Nas minhas experiências e convivências com pessoas, em diversos tipos de organização – cooperativas de trabalho, de crédito, de produção, de consumo; empresas industriais, comerciais e de serviços; associações de classe, sindicatos, conselhos –, tenho percebido que todos têm uma grande vontade de acertar, de dar resultado. Essas pessoas têm consciência de que o resultado é sinérgico quando o trabalho é feito pela equipe. Para surpresa e/ou tristeza minha, não conseguem trabalhar em equipe. Saber (con)viver, criando um grupo harmônico, é um dos requisitos fundamentais para a pessoa estar inserida no contexto do profissional do terceiro milênio.

A partir do momento em que chegamos ao mundo já não estamos mais sozinhos, e somos inseridos em uma comunidade social que, aos poucos, vai aumentando. Inicialmente, o conviver é a nossa família e depois o mundo. O estar com o outro, ou seja, conviver com outras pessoas é que nos faz crescer e ser quem somos. São as pessoas do nosso conviver social que nos dão o nosso nome, que, às vezes, é uma carga enorme (Júnior, Neto, Sobrinho), buscando influenciar a nossa missão pela vida, com um carimbo: “Seja igual ao papai”, ou “Seja igual ao vovô”. É no nosso conviver social que nos ensinam e que aprendemos as regras, as crenças e os valores, a escolher e assumir responsabilidades, os limites e as regras sociais.

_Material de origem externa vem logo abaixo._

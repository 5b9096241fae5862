//! Builds the JavaScript text installed into every page before first
//! script evaluation. Pure string templating, no I/O — grounded in
//! `other_examples/vibefi-client`'s `INIT_SCRIPT` (callback-registry +
//! resolve pattern) and extended with the EIP-6963 multi-provider
//! announcement the page-facing contract requires.

const TEMPLATE: &str = r#"
(() => {
  if (window.__bridgeProviderInstalled) return;
  window.__bridgeProviderInstalled = true;

  const ADDRESS = "__ADDRESS__";
  const CHAIN_HEX_ID = "__CHAIN_HEX_ID__";
  const NUMERIC_CHAIN_ID = "__NUMERIC_CHAIN_ID__";

  const listenersByEvent = new Map();

  function on(event, fn) {
    const set = listenersByEvent.get(event) ?? new Set();
    set.add(fn);
    listenersByEvent.set(event, set);
    return provider;
  }

  function once(event, fn) {
    const wrapper = (...args) => {
      removeListener(event, wrapper);
      fn(...args);
    };
    return on(event, wrapper);
  }

  function removeListener(event, fn) {
    listenersByEvent.get(event)?.delete(fn);
    return provider;
  }

  function removeAllListeners(event) {
    if (event) {
      listenersByEvent.delete(event);
    } else {
      listenersByEvent.clear();
    }
    return provider;
  }

  function emit(event, ...args) {
    const set = listenersByEvent.get(event);
    if (!set) return false;
    for (const fn of Array.from(set)) {
      try {
        fn(...args);
      } catch (_) {}
    }
    return true;
  }

  function listenerCount(event) {
    return listenersByEvent.get(event)?.size ?? 0;
  }

  function listeners(event) {
    return Array.from(listenersByEvent.get(event) ?? []);
  }

  // Shared host-call plumbing, reused by the capture bridge's
  // __submitCapture once it's injected into the same page.
  if (!window.__bridgePending) {
    window.__bridgePending = new Map();
    window.__bridgeNextId = 1;
    window.__bridgeResolve = (id, result, error) => {
      const callbacks = window.__bridgePending.get(id);
      if (!callbacks) return;
      window.__bridgePending.delete(id);
      if (error) callbacks.reject(new Error(error));
      else callbacks.resolve(result);
    };
    window.__bridgeCallHost = (kind, payload) => new Promise((resolve, reject) => {
      const id = window.__bridgeNextId++;
      window.__bridgePending.set(id, { resolve, reject });
      window.ipc.postMessage(JSON.stringify({ id, kind, ...payload }));
    });
  }

  function request({ method, params }) {
    return window.__bridgeCallHost("rpc", { method, params: params || [] });
  }

  function sendAsync(payload, callback) {
    request(payload).then(
      (result) => callback(null, { id: payload.id, jsonrpc: "2.0", result }),
      (error) => callback(error),
    );
  }

  function send(methodOrPayload, paramsOrCallback) {
    if (typeof methodOrPayload === "string") {
      return request({ method: methodOrPayload, params: paramsOrCallback });
    }
    return sendAsync(methodOrPayload, paramsOrCallback);
  }

  function enable() {
    return request({ method: "eth_requestAccounts", params: [] });
  }

  const provider = {
    isMetaMask: true,
    chainId: CHAIN_HEX_ID,
    networkVersion: NUMERIC_CHAIN_ID,
    selectedAddress: ADDRESS,
    isConnected: () => true,
    on,
    once,
    removeListener,
    removeAllListeners,
    emit,
    listenerCount,
    listeners,
    request,
    sendAsync,
    send,
    enable,
  };

  window.ethereum = provider;

  const ANNOUNCE_INFO = {
    uuid: "9d6b1e70-5c9c-4b86-8c0f-9f5a2d4f6e11",
    name: "MetaMask",
    icon:
      "data:image/svg+xml;base64,PHN2ZyB4bWxucz0iaHR0cDovL3d3dy53My5vcmcvMjAwMC9zdmciLz4=",
    rdns: "io.metamask",
  };

  function announceProvider() {
    const detail = Object.freeze({ info: Object.freeze(ANNOUNCE_INFO), provider });
    window.dispatchEvent(
      new CustomEvent("eip6963:announceProvider", { detail }),
    );
  }

  window.addEventListener("eip6963:requestProvider", announceProvider);
  window.addEventListener("load", () => announceProvider());
  announceProvider();
})();
"#;

/// Fills in the per-session address and chain fields of the injected
/// provider script.
pub fn render(address: &str, chain_hex_id: &str, numeric_chain_id: &str) -> String {
    TEMPLATE
        .replace("__ADDRESS__", address)
        .replace("__CHAIN_HEX_ID__", chain_hex_id)
        .replace("__NUMERIC_CHAIN_ID__", numeric_chain_id)
}

#[cfg(test)]
mod tests {
    use super::*;

    #[test]
    fn substitutes_all_placeholders() {
        let script = render("0xabc", "0x89", "137");
        assert!(script.contains("\"0xabc\""));
        assert!(script.contains("\"0x89\""));
        assert!(script.contains("\"137\""));
        assert!(!script.contains("__ADDRESS__"));
        assert!(!script.contains("__CHAIN_HEX_ID__"));
        assert!(!script.contains("__NUMERIC_CHAIN_ID__"));
    }

    #[test]
    fn installs_exactly_once_guard() {
        let script = render("0xabc", "0x89", "137");
        assert!(script.contains("__bridgeProviderInstalled"));
    }

    #[test]
    fn declares_full_capability_surface() {
        let script = render("0xabc", "0x89", "137");
        for member in [
            "isMetaMask", "isConnected", "chainId", "networkVersion", "selectedAddress",
            "on", "once", "removeListener", "removeAllListeners", "emit", "listenerCount",
            "listeners", "request", "sendAsync", "send", "enable",
        ] {
            assert!(script.contains(member), "missing provider member {member}");
        }
    }

    #[test]
    fn announces_both_on_request_and_on_load() {
        let script = render("0xabc", "0x89", "137");
        assert!(script.contains("eip6963:requestProvider"));
        assert!(script.contains("eip6963:announceProvider"));
        assert!(script.contains("window.addEventListener(\"load\""));
    }
}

Este aprendizado é fruto da (con)vivência. Não é um aprendizado isolado, pois nenhum ser humano é uma ilha. Precisamos intensamente do outro. Precisamos ser reconhecidos pelo outro. O nosso “eu” é fruto das nossas relações afetivas, e quando falo de relações falo de proximidade, toque, olho no olho, coração a coração.

O que ouço nas organizações é que é perda de tempo ou bobagem o conviver.  As pessoas dão desculpas, as mais esdrúxulas: “Sempre que nos reunimos saem fofocas, brigas, discussões, comentários maldosos, portanto, é melhor cada um no seu canto”. E aí, cada um se fecha na sua sala, ou “baia”, consultório, gabinete, ou qualquer base de atividade e se gaba: “O meu é melhor, e aqui a peteca não cai”. Criou-se aí o EUQUIPE, reforçando algumas crenças apreendidas anteriormente: “É melhor só que mal acompanhado”. O conviver não deve ser um "muro das lamentações" ou ringue para as “porradas” destrutivas. Em hipótese alguma deve ser a “fonte das lavadeiras”, onde as “comadres” vão colocar os assuntos em dia.
 
Precisamos aprender que é no contraditório que refletimos as nossas ações, confirmando-as ou modificando-as. O diferente das nossas crenças e valores e da nossa maneira de pensar e agir é diferente, e pode não estar errado. Somente diferente. O nosso desafio para conviver e começar a sair da nossa “armadura” é nos despir de nossas verdades e começar a ouvir o outro.
 
É na relação com o outro, no conviver com outras pessoas que construímos nossa vida. É nesse espaço privilegiado que aprendemos a partilhar e a ouvir, estabelecendo o diálogo e a nossa formação permanente e constante. Aprendemos a conviver com as alegrias e tristezas, raivas e medos, construindo uma relação amorosa positiva.
 
Esse conviver deve ser um espaço de troca, de vida, de crescimento. Se olharmos a história, vamos perceber que os grandes líderes só foram grandes porque souberam conviver. Na minha crença religiosa, percebo que Cristo nos deu um exemplo de conviver. Provavelmente, dentro de sua sabedoria divina, poderia fazer tudo o que queria sozinho. No entanto, escolheu doze pessoas para dividir com ele a caminhada, enfrentando os desafios, os conflitos e as dificuldades comuns do dia-a-dia. E no histórico de nossa vida podemos ver outros conviverem. Líderes com suas crenças e valores, realizando transformações através da ação de muitos.

O nosso cooperar – que é o operar com – só se dará na sua plenitude quando sairmos do nosso casulo e deixarmos de achar que "quando faço sozinho é mais rápido". Quando, enfim, acreditarmos que a nossa realização afetivo- emocional se dará com o outro e através do outro, o resultado para o grupo será sinérgico.